ACTIVITY:
Look below for the line containing "let gene = genome.gene_mut(i);". Output it and each remaining line of the entries exactly, and nothing else.

Dataset entries:
++++++

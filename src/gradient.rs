//! Finite-difference fitness gradient for hybrid gradient-assisted search.

use crate::{CancellationToken, Error, GeneGrad, Genome, Result, clone_genome};

/// Estimate the partial derivative of fitness with respect to every gene
/// of `start` by forward differences, writing one value per gene into `out`.
///
/// Each gene is perturbed by its own [`GeneGrad::step`]. A gene clamped by
/// its constraints is divided by the shift actually applied, and a gene at
/// its upper bound is probed backwards instead. With
/// `new_individual` set, each probe runs on a fresh copy of `start`, which
/// suits simulations with state that lingers between runs. Without it the
/// probes run on `start` in place and every gene is restored afterwards.
pub fn gradient<G>(
    token: &CancellationToken,
    out: &mut [f64],
    start: &mut G,
    new_individual: Option<&dyn Fn() -> G>,
) -> Result<()>
where
    G: Genome,
    G::Gene: GeneGrad,
{
    let n = start.gene_count();
    if n == 0 {
        return Err(Error::EmptyGenome);
    }
    if out.len() != n {
        return Err(Error::GradientBufferLength {
            expected: n,
            got: out.len(),
        });
    }
    if let Some(index) = (0..n).find(|&i| start.gene(i).step() == 0.0) {
        return Err(Error::ZeroStep { index });
    }

    let baseline = check_fitness(start.simulate(token))?;
    for i in 0..n {
        if token.is_cancelled() {
            return Err(Error::Cancelled);
        }
        let step = start.gene(i).step();
        let (fitness, shift) = match new_individual {
            Some(factory) => {
                let mut probe = factory();
                clone_genome(&mut probe, start)?;
                let (_, shift) = perturb(&mut probe, i, step);
                if shift == 0.0 {
                    return Err(Error::PinnedGene { index: i });
                }
                (probe.simulate(token), shift)
            }
            None => {
                let (original, shift) = perturb(start, i, step);
                if shift == 0.0 {
                    start.gene_mut(i).set_value(original);
                    return Err(Error::PinnedGene { index: i });
                }
                let fitness = start.simulate(token);
                start.gene_mut(i).set_value(original);
                (fitness, shift)
            }
        };
        out[i] = (check_fitness(fitness)? - baseline) / shift;
    }
    Ok(())
}

/// Shift gene `i` by `step`, or by `-step` when the forward shift is
/// swallowed by clamping. Returns the value before the shift and the shift
/// actually applied, which is zero for a gene that cannot move.
fn perturb<G>(genome: &mut G, i: usize, step: f64) -> (f64, f64)
where
    G: Genome,
    G::Gene: GeneGrad,
{
    let gene = genome.gene_mut(i);
    let original = gene.value();
    gene.set_value(original + step);
    let mut shift = gene.value() - original;
    if shift == 0.0 {
        gene.set_value(original - step);
        shift = gene.value() - original;
    }
    (original, shift)
}

fn check_fitness(fitness: f64) -> Result<f64> {
    if !fitness.is_finite() {
        Err(Error::InvalidFitness(fitness))
    } else if fitness < 0.0 {
        Err(Error::NegativeFitness(fitness))
    } else {
        Ok(fitness)
    }
}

++++++

SOLVED EXERCISE:
    let gene = genome.gene_mut(i);
    let original = gene.value();
    gene.set_value(original + step);
    let mut shift = gene.value() - original;
    if shift == 0.0 {
        gene.set_value(original - step);
        shift = gene.value() - original;
    }
    (original, shift)
}

fn check_fitness(fitness: f64) -> Result<f64> {
    if !fitness.is_finite() {
        Err(Error::InvalidFitness(fitness))
    } else if fitness < 0.0 {
        Err(Error::NegativeFitness(fitness))
    } else {
        Ok(fitness)
    }
}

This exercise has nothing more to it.